[HOW TO COMPLETE THIS TASK]: Look through the data below and, wherever a line carries the word "Uuid", please copy that line.

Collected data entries
——————

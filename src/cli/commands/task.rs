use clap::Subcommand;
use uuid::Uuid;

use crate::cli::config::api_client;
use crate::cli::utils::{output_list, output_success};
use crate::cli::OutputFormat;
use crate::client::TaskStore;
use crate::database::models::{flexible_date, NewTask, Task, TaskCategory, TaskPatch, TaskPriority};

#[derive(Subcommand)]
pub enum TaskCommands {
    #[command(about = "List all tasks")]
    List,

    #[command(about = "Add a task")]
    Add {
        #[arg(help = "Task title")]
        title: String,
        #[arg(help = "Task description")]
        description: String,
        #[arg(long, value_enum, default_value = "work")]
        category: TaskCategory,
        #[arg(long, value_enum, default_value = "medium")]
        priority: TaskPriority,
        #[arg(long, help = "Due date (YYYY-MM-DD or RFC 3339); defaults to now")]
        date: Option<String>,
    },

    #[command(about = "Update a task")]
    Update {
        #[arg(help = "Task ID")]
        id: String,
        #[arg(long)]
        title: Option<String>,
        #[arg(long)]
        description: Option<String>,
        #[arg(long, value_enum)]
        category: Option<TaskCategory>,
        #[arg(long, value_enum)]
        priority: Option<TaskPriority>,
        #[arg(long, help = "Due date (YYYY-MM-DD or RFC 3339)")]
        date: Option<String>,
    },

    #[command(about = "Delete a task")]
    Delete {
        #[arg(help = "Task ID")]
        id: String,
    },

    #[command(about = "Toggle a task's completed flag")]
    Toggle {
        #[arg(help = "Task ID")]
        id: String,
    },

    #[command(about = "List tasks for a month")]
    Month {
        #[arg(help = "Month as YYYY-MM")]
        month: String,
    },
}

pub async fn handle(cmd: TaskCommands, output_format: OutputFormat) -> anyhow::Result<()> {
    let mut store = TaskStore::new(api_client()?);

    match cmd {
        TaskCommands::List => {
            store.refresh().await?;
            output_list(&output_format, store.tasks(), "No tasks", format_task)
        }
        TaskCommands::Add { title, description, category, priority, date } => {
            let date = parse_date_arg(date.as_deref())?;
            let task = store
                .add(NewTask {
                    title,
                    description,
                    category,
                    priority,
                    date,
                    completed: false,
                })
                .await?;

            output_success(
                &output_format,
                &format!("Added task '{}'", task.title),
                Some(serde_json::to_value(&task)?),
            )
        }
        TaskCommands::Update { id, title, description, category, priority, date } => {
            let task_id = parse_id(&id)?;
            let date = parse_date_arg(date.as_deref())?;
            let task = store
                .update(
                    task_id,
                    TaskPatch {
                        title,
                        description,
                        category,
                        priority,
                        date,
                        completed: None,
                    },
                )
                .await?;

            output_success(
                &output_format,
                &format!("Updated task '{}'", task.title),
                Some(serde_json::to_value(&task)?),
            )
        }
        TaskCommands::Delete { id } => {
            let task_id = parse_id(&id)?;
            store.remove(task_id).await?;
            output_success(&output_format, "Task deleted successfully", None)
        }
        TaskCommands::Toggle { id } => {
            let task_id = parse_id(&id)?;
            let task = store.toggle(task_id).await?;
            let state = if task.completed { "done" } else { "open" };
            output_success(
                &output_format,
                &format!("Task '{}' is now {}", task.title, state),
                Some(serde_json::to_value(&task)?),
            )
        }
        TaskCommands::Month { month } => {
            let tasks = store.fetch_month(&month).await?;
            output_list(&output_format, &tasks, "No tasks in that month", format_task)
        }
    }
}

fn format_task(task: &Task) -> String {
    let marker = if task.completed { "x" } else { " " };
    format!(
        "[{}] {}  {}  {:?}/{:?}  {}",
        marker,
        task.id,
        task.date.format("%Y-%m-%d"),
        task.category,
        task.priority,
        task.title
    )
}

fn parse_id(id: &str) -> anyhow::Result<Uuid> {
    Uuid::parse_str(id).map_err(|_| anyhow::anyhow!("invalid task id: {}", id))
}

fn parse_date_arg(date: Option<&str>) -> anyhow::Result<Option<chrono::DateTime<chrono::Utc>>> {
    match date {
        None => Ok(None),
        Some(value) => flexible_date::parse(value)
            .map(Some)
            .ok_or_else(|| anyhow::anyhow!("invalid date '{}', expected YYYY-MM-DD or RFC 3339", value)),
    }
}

——————

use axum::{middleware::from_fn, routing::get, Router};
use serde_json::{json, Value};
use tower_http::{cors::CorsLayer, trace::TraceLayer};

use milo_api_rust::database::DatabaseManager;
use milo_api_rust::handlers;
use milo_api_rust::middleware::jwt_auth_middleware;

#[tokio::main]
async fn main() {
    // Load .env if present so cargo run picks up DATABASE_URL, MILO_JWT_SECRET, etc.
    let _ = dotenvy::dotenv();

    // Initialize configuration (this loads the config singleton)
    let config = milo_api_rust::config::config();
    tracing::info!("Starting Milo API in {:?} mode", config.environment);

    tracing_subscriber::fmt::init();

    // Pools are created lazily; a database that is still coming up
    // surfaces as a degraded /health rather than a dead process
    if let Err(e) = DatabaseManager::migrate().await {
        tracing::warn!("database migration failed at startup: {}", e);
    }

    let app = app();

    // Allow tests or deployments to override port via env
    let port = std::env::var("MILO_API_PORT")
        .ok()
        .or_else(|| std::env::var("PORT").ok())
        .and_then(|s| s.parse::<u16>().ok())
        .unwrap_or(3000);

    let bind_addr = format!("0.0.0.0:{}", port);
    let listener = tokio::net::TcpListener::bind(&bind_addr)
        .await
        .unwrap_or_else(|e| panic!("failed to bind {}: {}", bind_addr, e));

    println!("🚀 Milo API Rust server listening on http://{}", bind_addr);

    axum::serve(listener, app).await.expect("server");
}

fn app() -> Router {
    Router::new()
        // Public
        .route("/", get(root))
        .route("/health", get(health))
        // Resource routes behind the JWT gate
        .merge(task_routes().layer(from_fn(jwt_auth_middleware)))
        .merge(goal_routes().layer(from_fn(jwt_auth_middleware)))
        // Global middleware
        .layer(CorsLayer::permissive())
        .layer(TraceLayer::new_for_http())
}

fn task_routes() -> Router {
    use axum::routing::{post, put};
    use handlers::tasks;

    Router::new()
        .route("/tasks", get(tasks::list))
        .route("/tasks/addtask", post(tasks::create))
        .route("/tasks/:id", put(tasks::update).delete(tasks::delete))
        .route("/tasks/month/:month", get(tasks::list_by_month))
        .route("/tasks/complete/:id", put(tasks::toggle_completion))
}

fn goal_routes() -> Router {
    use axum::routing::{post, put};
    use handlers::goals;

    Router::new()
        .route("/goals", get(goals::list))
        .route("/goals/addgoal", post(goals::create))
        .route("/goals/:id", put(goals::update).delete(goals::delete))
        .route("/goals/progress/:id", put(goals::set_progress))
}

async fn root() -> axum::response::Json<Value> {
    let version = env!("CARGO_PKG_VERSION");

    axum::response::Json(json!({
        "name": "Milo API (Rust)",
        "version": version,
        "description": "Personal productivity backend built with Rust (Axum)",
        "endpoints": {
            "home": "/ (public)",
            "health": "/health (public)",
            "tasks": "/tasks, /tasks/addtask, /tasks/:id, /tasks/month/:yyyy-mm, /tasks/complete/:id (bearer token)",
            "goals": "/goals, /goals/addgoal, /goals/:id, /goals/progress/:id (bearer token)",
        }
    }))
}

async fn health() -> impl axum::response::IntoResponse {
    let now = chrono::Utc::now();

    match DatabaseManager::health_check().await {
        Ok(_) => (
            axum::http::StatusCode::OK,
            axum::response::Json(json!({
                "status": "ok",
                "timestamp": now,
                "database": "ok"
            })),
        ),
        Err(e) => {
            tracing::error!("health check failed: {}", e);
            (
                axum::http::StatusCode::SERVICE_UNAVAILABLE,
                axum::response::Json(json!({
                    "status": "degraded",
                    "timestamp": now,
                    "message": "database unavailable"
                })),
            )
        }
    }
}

——————

[RESULT FOR THIS TASK]:
use uuid::Uuid;
fn parse_id(id: &str) -> anyhow::Result<Uuid> {
    Uuid::parse_str(id).map_err(|_| anyhow::anyhow!("invalid task id: {}", id))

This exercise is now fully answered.